А вот Целуйко. Физически не переносит людей талантливей себя. А поскольку таких девяносто процентов, то ненавидит всех. И кусает каждого, кто под руку попадет. Погряз в лакействе, и есть в его биографии совсем уж темное пятно — недостойное поведение на войне. Иногда он выступал как критик, и его боялись — сегодня он мог разгромить то, что хвалил вчера, — муки сомнения ему были чужды.
Много у Дацюков собралось людей, не уважающих друг друга, завидующих друг другу, оговаривающих друг друга за глаза. Тут они истинные! А в обществе поднимают за недругов рюмки (тайком наступая соседу на ногу, мол, ты же понимаешь, что не этого заслуживает сей бездарь, я просто высмеиваю его), лобызаются с ними, восхваляют. И в соседней комнате шепчут на ухо: «Этот болван думает, что я говорил всерьез».
И Сашку вспомнилось родное село: там с теми, кого не уважают, за стол не садятся. По аналогии, а может, наоборот, по контрасту, Долина подумал о Примаке. Не сказать, чтобы Примаку были чужды честолюбие и желание славы. Он только делает вид, что ему все трын-трава, работает, и все, мол, ему все едино, дрова рубить или камень портить. Нет, не все равно! Но он умеет свое честолюбие подчинить другим чувствам, сдерживать его, не напирать на других, и именно потому он трижды порядочен.
И так нестерпимо захотелось Сашку работать, он представил, как погружается в тишину мастерской, отдается во власть фантазии, и едва сдержался, чтобы не ринуться туда прямо сейчас. Руки просили работы, надежда грела сердце. Сашко сам не знал, откуда она взялась. Она так давно оставила его, что он уже поверил: а не сбылось ли странное предсказание Кобки? То есть оправдалось не дедово пророчество, в это Сашко все-таки не верил, а что он так быстро исчерпал запас душевных сил, вдохновение, вкус к борьбе, а именно они и рождают надежду. Он даже засмеялся, фехтуя с воображаемой тенью: «Ну-ну, со мной такие штуки не пройдут. Я вам не Рафаэль из «Шагреневой кожи». Ни от кого не завишу и все мое ношу с собой», — перефразировал он латинскую пословицу.

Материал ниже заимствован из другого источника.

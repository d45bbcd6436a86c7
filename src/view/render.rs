//! Pure rendering: `(snapshot, state, locale)` in, page description out.

use crate::i18n::{Locale, Text};
use crate::model::Client;
use crate::view::columns::{alphabetic_sort, Align, ColumnKey, SortDirection};
use crate::view::filter::{filter_rows, TableRow};
use crate::view::state::{Pagination, ViewState};
use serde::Serialize;

#[derive(Debug, Clone, Copy, PartialEq, Eq, Serialize)]
#[serde(rename_all = "lowercase")]
pub enum ButtonIcon {
    Plus,
    Loading,
}

#[derive(Debug, Clone, PartialEq, Eq, Serialize)]
pub struct NewButton {
    pub label: String,
    pub disabled: bool,
    pub icon: ButtonIcon,
}

#[derive(Debug, Clone, PartialEq, Eq, Serialize)]
pub struct SearchBox {
    pub placeholder: String,
    pub value: Option<String>,
}

#[derive(Debug, Clone, PartialEq, Eq, Serialize)]
pub struct ColumnView {
    pub key: ColumnKey,
    /// Empty for the action column.
    pub title: String,
    pub width_percent: Option<u8>,
    pub sortable: bool,
    pub sort_order: Option<SortDirection>,
    pub align: Align,
    pub fixed_right: bool,
}

#[derive(Debug, Clone, PartialEq, Eq, Serialize)]
pub struct Table {
    pub columns: Vec<ColumnView>,
    /// Rows on the current page.
    pub rows: Vec<TableRow>,
    /// Rows left after filtering, across all pages.
    pub matched: usize,
    pub loading: bool,
    pub pagination: Pagination,
}

#[derive(Debug, Clone, PartialEq, Eq, Serialize)]
pub struct ListPage {
    pub heading: String,
    pub new_button: NewButton,
    pub search: SearchBox,
    pub table: Table,
}

fn columns(state: &ViewState, locale: Locale) -> Vec<ColumnView> {
    ColumnKey::ALL
        .into_iter()
        .map(|key| ColumnView {
            key,
            title: key.title().map(|t| locale.t(t).to_owned()).unwrap_or_default(),
            width_percent: key.width_percent(),
            sortable: key.is_sortable(),
            sort_order: state
                .sort
                .filter(|order| order.column == key)
                .map(|order| order.direction),
            align: key.align(),
            fixed_right: key == ColumnKey::Action,
        })
        .collect()
}

/// Filtered and sorted rows, before pagination.
pub fn visible_rows(clients: &[Client], state: &ViewState) -> Vec<TableRow> {
    let mut rows = filter_rows(clients, state.search_term.as_deref());
    if let Some(order) = state.sort {
        let compare = alphabetic_sort(order);
        // sort_by is stable, so ties stay in source order.
        rows.sort_by(|a, b| compare(&a.record, &b.record));
    }
    rows
}

/// Describes the client list page.
///
/// Returns `None` while the collection has not been loaded yet, which is different
/// from an empty collection.
pub fn render(clients: Option<&[Client]>, state: &ViewState, locale: Locale) -> Option<ListPage> {
    let clients = clients?;
    let rows = visible_rows(clients, state);
    let matched = rows.len();
    let window = state.pagination.window(matched);
    let page_rows = rows
        .into_iter()
        .skip(window.start)
        .take(window.len())
        .collect();

    Some(ListPage {
        heading: locale.t(Text::Clients).to_owned(),
        new_button: NewButton {
            label: locale.t(Text::New).to_owned(),
            disabled: state.loading,
            icon: if state.loading {
                ButtonIcon::Loading
            } else {
                ButtonIcon::Plus
            },
        },
        search: SearchBox {
            placeholder: locale.t(Text::Search).to_owned(),
            value: state.search_term.clone(),
        },
        table: Table {
            columns: columns(state, locale),
            rows: page_rows,
            matched,
            loading: state.loading,
            pagination: state.pagination,
        },
    })
}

Однако на следующее утро, войдя в мастерскую, почувствовал, что и рабочий пыл, и надежда угасли. А может, их и не было вовсе, просто возникло сопротивление вчерашней атмосфере, случайной компании, вымученному веселью, он словно защищался от них своей профессией и своей надеждой. А теперь увидел, что надеяться-то не на что. Его «Солдат, с войны пришедший» был все тем же старым, усталым человеком, и никем больше. Он сидел, положив на колени автомат, а на автомат — большие жилистые руки, и смотрел вдаль. Собственно, никуда он не смотрел. А должен был видеть пройденные дороги, потери, всю ту громаду, что вынес на своих плечах, должен был видеть все, что было, что он пережил. Из этого появились бы новые ростки: надежды, веры, радости. А их не было.

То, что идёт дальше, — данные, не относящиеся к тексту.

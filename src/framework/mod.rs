//! Generic resource actor framework.
//!
//! One [`ResourceActor`] owns the store for one entity type and publishes snapshots
//! of it. The rest of the crate talks to it through a [`ResourceClient`] or a
//! [`Snapshots`] subscription.
//!
//! # Main Components
//!
//! - [`ActorEntity`] - Trait that resource types implement to be managed by actors
//! - [`ResourceActor`] - Generic actor that owns the store
//! - [`ResourceClient`] - Typed request sender
//! - [`ActorClient`] - Shared operations for domain-specific wrappers
//! - [`Snapshots`] - Observer handle for the snapshot feed
//! - [`FrameworkError`] - Common error types
//!
//! # Testing
//!
//! See [`mock`] for utilities to test code without spawning a real actor.

pub mod actor;
pub mod client;
pub mod client_trait;
pub mod entity;
pub mod error;
pub mod message;
pub mod mock;
pub mod subscription;

pub use actor::ResourceActor;
pub use client::ResourceClient;
pub use client_trait::ActorClient;
pub use entity::ActorEntity;
pub use error::FrameworkError;
pub use message::{ResourceRequest, Response, Snapshot};
pub use subscription::{Published, Snapshots};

Была только холодная тяжелая глина, которую он перельет в такое же холодное оргстекло.
И собственное тело показалось Долине налитым холодной тяжестью. Ноги у него подломились, и он сел в свое знаменитое кресло, то самое, что стояло в подвале. Только подреставрированное, обтянутое тафтой и отлакированное. Кроме инструментов, это была единственная вещь, которую он притащил из подвала. Он не знал зачем. Ведь было два новых кресла и диван-кровать в глубокой, задернутой портьерой нише. Там у него — уголок отдыха с книжным шкафом, с торшером-баром и маленьким буфетом с кофеваркой. Наверно, взял старое кресло как талисман, как память об удаче, о первой ступеньке наверх. Которая так и осталась единственной. Вялость и равнодушие охватили Долину. Ему ничего не хотелось, ничего не желалось, он долго сидел неподвижно и смотрел в окно.